Während die Söhne Gadhafis ja bereits einschlägig bekannt sind, zeigt sich ihr Vater in diesen Tagen nicht nur als schillernder Halunke und Menschenfeind, sondern auch wieder als Mann mit einer Vorliebe für verstörende Auftritte. Seine groteske 20-Sekunden-Ansprache in einer theaterreifen Kulisse, zwischen Ruinen, Autoteilen und einem Regenschirm ist dem Zuschauer noch präsent (man war überzeugt Ausschnitte einer Beckett-Inszenierung aus den 80er Jahren zu sehen), da legte er gestern bereits nach. Während sein Land auseinanderbricht, erklärt der Mann mit der Neigung zur Fanatsieuniform in einem Gespräch mit dem amerikanischen Fernsehsender ABC in aller Seelenruhe, dass sein Volk ihn liebe und bereit sei, für ihn zu sterben. Derartige Äußerungen in einem von Bürgerkriegsszenen erschütterten Land, dürften bestenfalls noch als Anschauungsmaterial für Studenten der Psychopathologie dienen.

Aber die Bizarrerien der arabischen Herrscher sind längst noch nicht alle bekannt. Unser Revolutionsfilm ist erst in Teilen erzählt. Und den Wikileaks-Depeschen kommt dabei eine wichtige Aufgabe zu. Sie sind zwar nicht der Plotkicker, jenes Ereignis, das eine Geschichte in Gang bringt. Aber sie haben die elementare Funktion, uns die Background-Storys zu erzählen. Denn so wie jede gute Drehbuchfigur eine Geschichte hat, die weit über die erzählte Zeit des Films hinausgeht, so haben auch die arabischen Herrscher jeweils eine Geschichte, die weit über die aktuelle Umsturzsituation hinausgeht. Und diese Geschichten legen uns die US-Depeschen dar, die Wikileaks wohl dosiert veröffentlicht. Es sind Geschichten aus jener Zeit, in denen die Diktatoren der arabischen Welt noch Staatsmänner waren, mit denen man gute Geschäfte machen konnte.
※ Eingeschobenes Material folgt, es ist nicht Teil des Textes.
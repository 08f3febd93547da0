//! Symbolic side of `glt-codegen`.
//!
//! This crate describes bilinear forms symbolically ([`BilinearForm`], [`GltExpr`]), defines the
//! [`SymbolicEngine`] capability the code generators rely on, and provides [`GltEngine`], which
//! reduces forms on uniform tensor-product B-spline spaces to closed-form GLT symbols.

mod engine;
mod expr;
mod form;
mod glt;
mod mapping;

pub use engine::*;
pub use expr::*;
pub use form::*;
pub use glt::*;
pub use mapping::*;
use super::same_spaces;
use glt_codegen::ast::Dtype;
use glt_codegen::backend::BackendConfig;
use glt_codegen::discrete::{Arguments, DiscreteGltExpr, GltOutput};
use glt_codegen::error::{ArgumentMismatch, GltError};
use glt_codegen::glt_splines::{DiscreteDomain, FemField, SplineMapping, SplineSpace};
use glt_codegen::glt_symbolic::{BilinearForm, Expr, GltExpr, Operator};
use glt_codegen::kernel::KernelSettings;
use glt_codegen::runtime::NdArray;
use itertools::Itertools;
use matrixcompare::assert_scalar_eq;
use num::complex::Complex64;
use std::cell::RefCell;
use std::rc::Rc;
use std::sync::Arc;

fn discretize(
    form: BilinearForm,
    domain: &DiscreteDomain,
    spaces: (Arc<SplineSpace>, Arc<SplineSpace>),
) -> DiscreteGltExpr {
    DiscreteGltExpr::new(&GltExpr::new(form), domain, spaces, KernelSettings::default()).unwrap()
}

/// 1D mass symbol of linear splines on `ncells` cells.
fn linear_mass(ncells: usize, t: f64) -> f64 {
    (2.0 / 3.0 + t.cos() / 3.0) / ncells as f64
}

fn assert_outputs_eq(a: &GltOutput, b: &GltOutput, points: &[Vec<usize>]) {
    assert_eq!(a.shape(), b.shape());
    for point in points {
        let (x, y) = (a.value(0, 0, point).unwrap(), b.value(0, 0, point).unwrap());
        assert_scalar_eq!(x.re, y.re, comp = abs, tol = 1e-10);
        assert_scalar_eq!(x.im, y.im, comp = abs, tol = 1e-10);
    }
}

fn assert_missing(err: GltError, argument: &str) {
    match err {
        GltError::Arguments(ArgumentMismatch::Missing { name }) => assert_eq!(name, argument),
        other => panic!("Expected a missing argument, got {:?}", other),
    }
}

fn grid_points(shape: &[usize]) -> Vec<Vec<usize>> {
    shape.iter().map(|&n| 0..n).multi_cartesian_product().collect()
}

#[test]
fn poisson_symbol_in_two_dimensions() {
    let poisson = discretize(
        BilinearForm::new(2).grad_dot_grad(Expr::one()),
        &DiscreteDomain::unit(2),
        same_spaces(&[8, 8], &[2, 2]),
    );
    let output = poisson.evaluate(&[vec![0.51], vec![0.21]], Arguments::new()).unwrap();

    assert_eq!(output.shape(), (1, 1));
    assert_eq!(output.cell(0, 0).shape(), &[1, 1]);
    assert_eq!(output.cell(0, 0).dtype(), Dtype::Real);
    let value = output.value(0, 0, &[0, 0]).unwrap();
    assert_scalar_eq!(value.re, 0.2819065744042024, comp = abs, tol = 1e-10);
    assert_eq!(value.im, 0.0);
}

#[test]
fn unit_field_reduces_to_constant_term() {
    let spaces = same_spaces(&[8, 8], &[2, 2]);
    let with_field = discretize(
        BilinearForm::new(2)
            .grad_dot_grad(Expr::one())
            .mass(Expr::field("F"))
            .with_field("F", "V"),
        &DiscreteDomain::unit(2),
        spaces.clone(),
    );
    let constant = discretize(
        BilinearForm::new(2).grad_dot_grad(Expr::one()).mass(Expr::one()),
        &DiscreteDomain::unit(2),
        spaces.clone(),
    );

    let t = [vec![0.05, 0.31, 0.77], vec![0.12, 0.9]];
    let n = spaces.1.nbasis().iter().product();
    let field = FemField::from_coefficients(spaces.1.clone(), vec![1.0; n]);
    let a = with_field
        .evaluate(&t, Arguments::new().with_field("F", field))
        .unwrap();
    let b = constant.evaluate(&t, Arguments::new()).unwrap();
    assert_outputs_eq(&a, &b, &grid_points(&[3, 2]));
}

/// Real parts of the single cell of `expr` on the grid `t`, row-major.
fn real_values(expr: &DiscreteGltExpr, t: &[Vec<f64>], arguments: Arguments) -> Vec<f64> {
    let output = expr.evaluate(t, arguments).unwrap();
    output.cell(0, 0).to_complex_vec().iter().map(|z| z.re).collect()
}

#[test]
fn field_with_greville_coefficients_is_the_coordinate() {
    let spaces = same_spaces(&[5], &[2]);
    let domain = DiscreteDomain::unit(1);
    let plain = discretize(BilinearForm::new(1).mass(Expr::one()), &domain, spaces.clone());
    let with_value = discretize(
        BilinearForm::new(1).mass(Expr::field("F")).with_field("F", "V"),
        &domain,
        spaces.clone(),
    );
    let with_derivative = discretize(
        BilinearForm::new(1)
            .mass(Expr::field_derivative("F", &[1]))
            .with_field("F", "V"),
        &domain,
        spaces.clone(),
    );

    // F(s) = s
    let field = FemField::from_coefficients(spaces.1.clone(), spaces.1.axis(0).greville());
    let t = [vec![0.05, 0.3, 0.55, 0.95]];
    let mass = real_values(&plain, &t, Arguments::new());
    let value = real_values(&with_value, &t, Arguments::new().with_field("F", field.clone()));
    let derivative = real_values(&with_derivative, &t, Arguments::new().with_field("F", field));
    for (i, &s) in t[0].iter().enumerate() {
        assert_scalar_eq!(value[i], s * mass[i], comp = abs, tol = 1e-12);
        assert_scalar_eq!(derivative[i], mass[i], comp = abs, tol = 1e-12);
    }
}

#[test]
fn non_constant_field_matches_direct_evaluation() {
    let spaces = same_spaces(&[4, 5], &[2, 3]);
    let domain = DiscreteDomain::unit(2);
    let plain = discretize(BilinearForm::new(2).mass(Expr::one()), &domain, spaces.clone());
    let coefficient = Expr::field("F") + Expr::num(2.0) * Expr::field_derivative("F", &[0, 1]);
    let expr = discretize(
        BilinearForm::new(2).mass(coefficient).with_field("F", "V"),
        &domain,
        spaces.clone(),
    );

    let n: usize = spaces.1.nbasis().iter().product();
    let coeffs = (0..n).map(|i| ((7 * i) % 11) as f64 / 10.0 - 0.3).collect();
    let field = FemField::from_coefficients(spaces.1.clone(), coeffs);
    let t = [vec![0.1, 0.42, 0.87], vec![0.05, 0.6]];
    let mass = real_values(&plain, &t, Arguments::new());
    let values = real_values(&expr, &t, Arguments::new().with_field("F", field.clone()));

    for (flat, point) in grid_points(&[3, 2]).into_iter().enumerate() {
        let s = [t[0][point[0]], t[1][point[1]]];
        let expected = field.evaluate(&s) + 2.0 * field.evaluate_derivative(&s, &[0, 1]);
        assert_scalar_eq!(values[flat], expected * mass[flat], comp = abs, tol = 1e-12);
    }
}

#[test]
fn affine_mapping_scales_mass_and_stiffness() {
    let spaces = same_spaces(&[6], &[2]);
    let mapping = Arc::new(SplineMapping::from_control_point_fn("M", spaces.1.clone(), |s| {
        vec![2.0 * s[0] + 1.0]
    }));
    let unit = DiscreteDomain::unit(1);
    let mapped = DiscreteDomain::mapped(mapping);
    let mass = || BilinearForm::new(1).mass(Expr::one());
    let stiffness = || BilinearForm::new(1).grad_dot_grad(Expr::one());
    let weighted_mass = || BilinearForm::new(1).mass(Expr::symbol("x"));

    let t = [vec![0.15, 0.5, 0.8]];
    let plain_mass = real_values(&discretize(mass(), &unit, spaces.clone()), &t, Arguments::new());
    let plain_stiffness = real_values(&discretize(stiffness(), &unit, spaces.clone()), &t, Arguments::new());
    let mapped_mass = real_values(&discretize(mass(), &mapped, spaces.clone()), &t, Arguments::new());
    let mapped_stiffness = real_values(&discretize(stiffness(), &mapped, spaces.clone()), &t, Arguments::new());
    let physical = real_values(&discretize(weighted_mass(), &mapped, spaces.clone()), &t, Arguments::new());

    for (i, &s) in t[0].iter().enumerate() {
        assert_scalar_eq!(mapped_mass[i], 2.0 * plain_mass[i], comp = abs, tol = 1e-12);
        assert_scalar_eq!(mapped_stiffness[i], 0.5 * plain_stiffness[i], comp = abs, tol = 1e-12);
        assert_scalar_eq!(physical[i], (2.0 * s + 1.0) * 2.0 * plain_mass[i], comp = abs, tol = 1e-12);
    }

    // det J = 6 for (2 s1 + 1, 3 s2)
    let spaces = same_spaces(&[4, 5], &[2, 2]);
    let mapping = Arc::new(SplineMapping::from_control_point_fn("M", spaces.1.clone(), |s| {
        vec![2.0 * s[0] + 1.0, 3.0 * s[1]]
    }));
    let form = || BilinearForm::new(2).mass(Expr::one());
    let t = [vec![0.2, 0.7], vec![0.35, 0.9]];
    let plain = real_values(&discretize(form(), &DiscreteDomain::unit(2), spaces.clone()), &t, Arguments::new());
    let mapped = real_values(&discretize(form(), &DiscreteDomain::mapped(mapping), spaces), &t, Arguments::new());
    for (a, b) in mapped.iter().zip(&plain) {
        assert_scalar_eq!(*a, 6.0 * b, comp = abs, tol = 1e-12);
    }
}

#[test]
fn rational_mapping_matches_direct_evaluation() {
    let spaces = same_spaces(&[4], &[2]);
    let weights = vec![1.0, 0.8, 1.3, 0.9, 1.1, 1.0];
    let mapping = Arc::new(
        SplineMapping::from_control_point_fn("M", spaces.1.clone(), |s| vec![2.0 * s[0] + 1.0]).with_weights(weights),
    );
    let unit = DiscreteDomain::unit(1);
    let mapped = DiscreteDomain::mapped(mapping.clone());
    let mass = || BilinearForm::new(1).mass(Expr::symbol("x"));
    let stiffness = || BilinearForm::new(1).grad_dot_grad(Expr::one());

    let t = [vec![0.1, 0.45, 0.7, 0.95]];
    let plain_mass = real_values(
        &discretize(BilinearForm::new(1).mass(Expr::one()), &unit, spaces.clone()),
        &t,
        Arguments::new(),
    );
    let plain_stiffness = real_values(&discretize(stiffness(), &unit, spaces.clone()), &t, Arguments::new());
    let mapped_mass = real_values(&discretize(mass(), &mapped, spaces.clone()), &t, Arguments::new());
    let mapped_stiffness = real_values(&discretize(stiffness(), &mapped, spaces), &t, Arguments::new());

    for (i, &s) in t[0].iter().enumerate() {
        let x = mapping.evaluate(&[s])[0];
        let jacobian = mapping.jacobian(&[s])[(0, 0)];
        // Non-uniform weights bend the affine control polygon
        assert!((x - (2.0 * s + 1.0)).abs() > 1e-6);
        assert_scalar_eq!(mapped_mass[i], x * jacobian * plain_mass[i], comp = abs, tol = 1e-12);
        assert_scalar_eq!(mapped_stiffness[i], plain_stiffness[i] / jacobian, comp = abs, tol = 1e-12);
    }
}

#[test]
fn missing_field_is_reported() {
    let expr = discretize(
        BilinearForm::new(1).mass(Expr::field("F")).with_field("F", "V"),
        &DiscreteDomain::unit(1),
        same_spaces(&[4], &[2]),
    );
    let err = expr.evaluate(&[vec![0.5]], Arguments::new()).unwrap_err();
    assert_missing(err, "F");
}

#[test]
fn wrong_number_of_coordinate_arrays_is_reported() {
    let expr = discretize(
        BilinearForm::new(2).mass(Expr::one()),
        &DiscreteDomain::unit(2),
        same_spaces(&[4, 4], &[1, 1]),
    );
    let err = expr.evaluate(&[vec![0.5]], Arguments::new()).unwrap_err();
    assert!(matches!(
        err,
        GltError::Arguments(ArgumentMismatch::WrongCoordinateCount { expected: 2, found: 1 })
    ));
}

#[test]
fn identity_mapping_leaves_symbol_unchanged() {
    let spaces = same_spaces(&[6, 6], &[2, 2]);
    let form = || BilinearForm::new(2).grad_dot_grad(Expr::one()).mass(Expr::num(2.0));
    let plain = discretize(form(), &DiscreteDomain::unit(2), spaces.clone());
    let identity = Arc::new(SplineMapping::identity(spaces.1.clone()));
    let mapped = discretize(form(), &DiscreteDomain::mapped(identity.clone()), spaces.clone());
    assert_eq!(mapped.kernel().dependencies().len(), 1);

    let n = spaces.1.nbasis().iter().product();
    let rational = Arc::new(SplineMapping::identity(spaces.1.clone()).with_weights(vec![1.0; n]));
    let rational = discretize(form(), &DiscreteDomain::mapped(rational), spaces);
    assert!(rational.source().contains("coeff_w"));

    let t = [vec![0.1, 0.45, 0.8], vec![0.3, 0.65]];
    let expected = plain.evaluate(&t, Arguments::new()).unwrap();
    let points = grid_points(&[3, 2]);
    assert_outputs_eq(&mapped.evaluate(&t, Arguments::new()).unwrap(), &expected, &points);
    assert_outputs_eq(&rational.evaluate(&t, Arguments::new()).unwrap(), &expected, &points);
}

#[test]
fn accumulating_into_supplied_buffers() {
    let settings = KernelSettings {
        accumulate: true,
        backend: BackendConfig::default(),
    };
    let expr = DiscreteGltExpr::new(
        &GltExpr::new(BilinearForm::new(1).mass(Expr::one())),
        &DiscreteDomain::unit(1),
        same_spaces(&[4], &[1]),
        settings,
    )
    .unwrap();

    let t = [vec![0.7, 1.9]];
    let buffer = Rc::new(RefCell::new(NdArray::zeros(&[2], Dtype::Real).unwrap()));
    for _ in 0..2 {
        let output = expr
            .evaluate(&t, Arguments::new().with_output(0, 0, Rc::clone(&buffer)))
            .unwrap();
        assert!(Rc::ptr_eq(output.buffer(0, 0), &buffer));
    }

    let values = buffer.borrow().to_complex_vec();
    assert_scalar_eq!(values[0].re, 2.0 * linear_mass(4, 0.7), comp = abs, tol = 1e-12);
    assert_scalar_eq!(values[1].re, 2.0 * linear_mass(4, 1.9), comp = abs, tol = 1e-12);
}

#[test]
fn constants_and_physical_coordinates() {
    let expr = discretize(
        BilinearForm::new(1).mass(Expr::constant("kappa") * Expr::symbol("x")),
        &DiscreteDomain::unit(1),
        same_spaces(&[4], &[1]),
    );
    let t = [vec![0.7, 2.0]];

    let err = expr
        .evaluate(&t, Arguments::new().with_coordinates(0, vec![0.25, 0.5]))
        .unwrap_err();
    assert_missing(err, "kappa");

    let arguments = Arguments::new()
        .with_constant("kappa", 3.0)
        .with_coordinates(0, vec![0.25, 0.5]);
    let output = expr.evaluate(&t, arguments).unwrap();
    let values = output.cell(0, 0).to_complex_vec();
    assert_scalar_eq!(values[0].re, 3.0 * 0.25 * linear_mass(4, 0.7), comp = abs, tol = 1e-12);
    assert_scalar_eq!(values[1].re, 3.0 * 0.5 * linear_mass(4, 2.0), comp = abs, tol = 1e-12);
}

#[test]
fn matrix_symbols_evaluate_cell_by_cell() {
    let form = BilinearForm::new(2)
        .with_components(2, 2)
        .block_term(0, 0, Expr::one(), Operator::Partial(0), Operator::Partial(0))
        .block_term(0, 1, Expr::num(0.5), Operator::Identity, Operator::Identity)
        .block_term(1, 1, Expr::one(), Operator::Identity, Operator::Partial(1));
    let expr = discretize(form, &DiscreteDomain::unit(2), same_spaces(&[4, 4], &[2, 2]));
    let t = [vec![0.4, 1.2], vec![2.5]];
    let output = expr.evaluate(&t, Arguments::new()).unwrap();
    assert_eq!(output.shape(), (2, 2));

    let symbol = expr.kernel().symbol();
    for (i1, &t1) in t[0].iter().enumerate() {
        let env = |e: &Expr| match e {
            Expr::Symbol(name) if name == "t1" => Some(Complex64::new(t1, 0.0)),
            Expr::Symbol(name) if name == "t2" => Some(Complex64::new(t[1][0], 0.0)),
            _ => None,
        };
        let matrix = output.to_dmatrix(&[i1, 0]).unwrap();
        for row in 0..2 {
            for col in 0..2 {
                let expected = symbol.entry(row, col).evaluate(&env).unwrap();
                assert_scalar_eq!(matrix[(row, col)].re, expected.re, comp = abs, tol = 1e-12);
                assert_scalar_eq!(matrix[(row, col)].im, expected.im, comp = abs, tol = 1e-12);
            }
        }
        assert_eq!(matrix[(1, 0)], Complex64::new(0.0, 0.0));
        assert!(matrix[(1, 1)].im.abs() > 0.0);
    }
}

#[test]
fn mass_symbol_is_separable_in_three_dimensions() {
    let expr = discretize(
        BilinearForm::new(3).mass(Expr::one()),
        &DiscreteDomain::unit(3),
        same_spaces(&[4, 5, 6], &[1, 1, 1]),
    );
    let t = [vec![0.2, 1.0], vec![2.2], vec![0.6, 3.0]];
    let output = expr.evaluate(&t, Arguments::new()).unwrap();
    assert_eq!(output.cell(0, 0).shape(), &[2, 1, 2]);

    for point in grid_points(&[2, 1, 2]) {
        let expected = linear_mass(4, t[0][point[0]])
            * linear_mass(5, t[1][point[1]])
            * linear_mass(6, t[2][point[2]]);
        let value = output.value(0, 0, &point).unwrap();
        assert_scalar_eq!(value.re, expected, comp = abs, tol = 1e-12);
    }
}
Die Background-Geschichten erzählen uns das, was die Diplomaten, Dienste und dementsprechend jene Politiker des Westens, die sich jetzt mit Abscheu distanzieren, schon seit Jahren wussten. Ob es nun Bahrains Kronprinz ist, über den durch Wikileaks-Depeschen unlängst bekannt wurde, dass er sich nicht gerade als Fan der Demokratie versteht (by the way: so hübsch codiert, kommt ein autoritärer Anspruch selten daher). Oder unsere Buddys aus Saudi Arabien, die überraschender Weise doch nicht das sind, was man lupenreine Demokraten nennen könnte. Das Maß an Rücksichtslosigkeit, Selbstherrlichkeit und Skrupellosigkeit entspricht wohl dann doch eher dem, was es ist – einer absolutistischen Monarchie. Und sie sind es, auf die wir jetzt unsere Hoffnungen setzen. Zumindest was die stabile Versorgung des Westens mit Erdöl angeht, da der Kollege Größenwahn aus Tripolis sich erstmal für einen blutigen Kampf gegen sein eigenes Volk entschieden hat.

Bleibt nur noch die Frage, um was für eine Art Film es sich handelt. Komödie und Liebesfilm scheiden aus. Kommen nur noch Groteske, Drama und Tragödie in Betracht. Sie haben die freie Wahl.